┌──

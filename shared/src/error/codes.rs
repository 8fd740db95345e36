//! Error codes returned by the POS backend
//!
//! Error codes are organized by category:
//! - 0xxx: General errors
//! - 1xxx: Authentication errors
//! - 2xxx: Permission errors
//! - 4xxx: Session / order errors
//! - 6xxx: Product errors
//! - 7xxx: Table errors
//! - 9xxx: System errors

use serde::{Deserialize, Serialize};
use std::fmt;

/// Unified error code enum
///
/// All error codes are represented as u16 values for efficient serialization
/// and cross-language compatibility.
#[derive(Debug, Clone, Copy, PartialEq, Eq, Hash, Serialize, Deserialize)]
#[serde(into = "u16", try_from = "u16")]
#[repr(u16)]
pub enum ErrorCode {
    // ==================== 0xxx: General ====================
    /// Operation completed successfully
    Success = 0,
    /// Unknown error
    Unknown = 1,
    /// Validation failed
    ValidationFailed = 2,
    /// Resource not found
    NotFound = 3,
    /// Resource already exists
    AlreadyExists = 4,
    /// Invalid request
    InvalidRequest = 5,

    // ==================== 1xxx: Auth ====================
    /// User is not authenticated
    NotAuthenticated = 1001,
    /// Token has expired
    TokenExpired = 1003,
    /// Token is invalid
    TokenInvalid = 1004,

    // ==================== 2xxx: Permission ====================
    /// Permission denied
    PermissionDenied = 2001,

    // ==================== 4xxx: Session / Order ====================
    /// Order not found
    OrderNotFound = 4001,
    /// Order is empty
    OrderEmpty = 4007,
    /// Order has already been confirmed
    OrderAlreadyConfirmed = 4008,
    /// Session (tab) not found
    SessionNotFound = 4101,
    /// Session has already been closed
    SessionAlreadyClosed = 4102,
    /// Session still has unconfirmed orders
    SessionHasPendingOrders = 4103,

    // ==================== 6xxx: Product ====================
    /// Product not found
    ProductNotFound = 6001,
    /// Product is out of stock
    ProductOutOfStock = 6003,
    /// Requested quantity exceeds current stock
    InsufficientStock = 6004,

    // ==================== 7xxx: Table ====================
    /// Table not found
    TableNotFound = 7001,
    /// Table is occupied by another session
    TableOccupied = 7002,

    // ==================== 9xxx: System ====================
    /// Internal server error
    InternalError = 9001,
    /// Database error
    DatabaseError = 9002,
    /// Network error
    NetworkError = 9003,
    /// Timeout error
    TimeoutError = 9004,
    /// System busy (retry later)
    SystemBusy = 9404,
}

impl ErrorCode {
    /// Get the numeric code value
    #[inline]
    pub const fn code(&self) -> u16 {
        *self as u16
    }

    /// Check if this is a success code
    #[inline]
    pub const fn is_success(&self) -> bool {
        matches!(self, ErrorCode::Success)
    }

    /// The server refused because the target already reached the requested state
    pub const fn is_already_done(&self) -> bool {
        matches!(
            self,
            ErrorCode::SessionAlreadyClosed | ErrorCode::OrderAlreadyConfirmed
        )
    }

    /// Stock conflicts need an operator decision, retrying cannot fix them
    pub const fn is_stock_conflict(&self) -> bool {
        matches!(
            self,
            ErrorCode::ProductOutOfStock | ErrorCode::InsufficientStock
        )
    }

    /// Get the developer-facing English message for this error code
    pub const fn message(&self) -> &'static str {
        match self {
            // General
            ErrorCode::Success => "Operation completed successfully",
            ErrorCode::Unknown => "An unknown error occurred",
            ErrorCode::ValidationFailed => "Validation failed",
            ErrorCode::NotFound => "Resource not found",
            ErrorCode::AlreadyExists => "Resource already exists",
            ErrorCode::InvalidRequest => "Invalid request",

            // Auth
            ErrorCode::NotAuthenticated => "User is not authenticated",
            ErrorCode::TokenExpired => "Token has expired",
            ErrorCode::TokenInvalid => "Token is invalid",

            // Permission
            ErrorCode::PermissionDenied => "Permission denied",

            // Session / Order
            ErrorCode::OrderNotFound => "Order not found",
            ErrorCode::OrderEmpty => "Order is empty",
            ErrorCode::OrderAlreadyConfirmed => "Order has already been confirmed",
            ErrorCode::SessionNotFound => "Session not found",
            ErrorCode::SessionAlreadyClosed => "Session has already been closed",
            ErrorCode::SessionHasPendingOrders => "Session has unconfirmed orders",

            // Product
            ErrorCode::ProductNotFound => "Product not found",
            ErrorCode::ProductOutOfStock => "Product is out of stock",
            ErrorCode::InsufficientStock => "Insufficient stock",

            // Table
            ErrorCode::TableNotFound => "Table not found",
            ErrorCode::TableOccupied => "Table is occupied",

            // System
            ErrorCode::InternalError => "Internal server error",
            ErrorCode::DatabaseError => "Database error",
            ErrorCode::NetworkError => "Network error",
            ErrorCode::TimeoutError => "Operation timed out",
            ErrorCode::SystemBusy => "System busy, please retry later",
        }
    }
}

impl From<ErrorCode> for u16 {
    #[inline]
    fn from(code: ErrorCode) -> Self {
        code.code()
    }
}

/// Error when converting from an invalid u16 to ErrorCode
#[derive(Debug, Clone, Copy, PartialEq, Eq)]
pub struct InvalidErrorCode(pub u16);

impl fmt::Display for InvalidErrorCode {
    fn fmt(&self, f: &mut fmt::Formatter<'_>) -> fmt::Result {
        write!(f, "invalid error code: {}", self.0)
    }
}

impl std::error::Error for InvalidErrorCode {}

impl TryFrom<u16> for ErrorCode {
    type Error = InvalidErrorCode;

    fn try_from(value: u16) -> Result<Self, Self::Error> {
        match value {
            // General
            0 => Ok(ErrorCode::Success),
            1 => Ok(ErrorCode::Unknown),
            2 => Ok(ErrorCode::ValidationFailed),
            3 => Ok(ErrorCode::NotFound),
            4 => Ok(ErrorCode::AlreadyExists),
            5 => Ok(ErrorCode::InvalidRequest),

            // Auth
            1001 => Ok(ErrorCode::NotAuthenticated),
            1003 => Ok(ErrorCode::TokenExpired),
            1004 => Ok(ErrorCode::TokenInvalid),

            // Permission
            2001 => Ok(ErrorCode::PermissionDenied),

            // Session / Order
            4001 => Ok(ErrorCode::OrderNotFound),
            4007 => Ok(ErrorCode::OrderEmpty),
            4008 => Ok(ErrorCode::OrderAlreadyConfirmed),
            4101 => Ok(ErrorCode::SessionNotFound),
            4102 => Ok(ErrorCode::SessionAlreadyClosed),
            4103 => Ok(ErrorCode::SessionHasPendingOrders),

            // Product
            6001 => Ok(ErrorCode::ProductNotFound),
            6003 => Ok(ErrorCode::ProductOutOfStock),
            6004 => Ok(ErrorCode::InsufficientStock),

            // Table
            7001 => Ok(ErrorCode::TableNotFound),
            7002 => Ok(ErrorCode::TableOccupied),

            // System
            9001 => Ok(ErrorCode::InternalError),
            9002 => Ok(ErrorCode::DatabaseError),
            9003 => Ok(ErrorCode::NetworkError),
            9004 => Ok(ErrorCode::TimeoutError),
            9404 => Ok(ErrorCode::SystemBusy),

            _ => Err(InvalidErrorCode(value)),
        }
    }
}

impl fmt::Display for ErrorCode {
    fn fmt(&self, f: &mut fmt::Formatter<'_>) -> fmt::Result {
        write!(f, "{}", self.code())
    }
}

#[cfg(test)]
mod tests {
    use super::*;

    #[test]
    fn test_error_code_values() {
        assert_eq!(ErrorCode::Success.code(), 0);
        assert_eq!(ErrorCode::NotFound.code(), 3);
        assert_eq!(ErrorCode::OrderAlreadyConfirmed.code(), 4008);
        assert_eq!(ErrorCode::SessionAlreadyClosed.code(), 4102);
        assert_eq!(ErrorCode::InsufficientStock.code(), 6004);
        assert_eq!(ErrorCode::SystemBusy.code(), 9404);
    }

    #[test]
    fn test_try_from_roundtrips_known_codes() {
        for code in [
            ErrorCode::Unknown,
            ErrorCode::TokenExpired,
            ErrorCode::PermissionDenied,
            ErrorCode::SessionHasPendingOrders,
            ErrorCode::ProductOutOfStock,
            ErrorCode::TableOccupied,
            ErrorCode::TimeoutError,
        ] {
            assert_eq!(ErrorCode::try_from(code.code()), Ok(code));
        }
        assert_eq!(ErrorCode::try_from(12345), Err(InvalidErrorCode(12345)));
    }

    #[test]
    fn test_serde_as_number() {
        let json = serde_json::to_string(&ErrorCode::SessionAlreadyClosed).unwrap();
        assert_eq!(json, "4102");
        let code: ErrorCode = serde_json::from_str("4008").unwrap();
        assert_eq!(code, ErrorCode::OrderAlreadyConfirmed);
        assert!(serde_json::from_str::<ErrorCode>("4999").is_err());
    }

    #[test]
    fn test_classification_helpers() {
        assert!(ErrorCode::SessionAlreadyClosed.is_already_done());
        assert!(ErrorCode::OrderAlreadyConfirmed.is_already_done());
        assert!(!ErrorCode::SessionNotFound.is_already_done());
        assert!(ErrorCode::InsufficientStock.is_stock_conflict());
        assert!(!ErrorCode::OrderEmpty.is_stock_conflict());
    }
}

└──

**REQUIRED ACTION:** Which lines hold the word "OrderEmpty"? Copy each of them from the records.

**SOLUTION:**
    OrderEmpty = 4007,
            ErrorCode::OrderEmpty => "Order is empty",
            4007 => Ok(ErrorCode::OrderEmpty),
        assert!(!ErrorCode::OrderEmpty.is_stock_conflict());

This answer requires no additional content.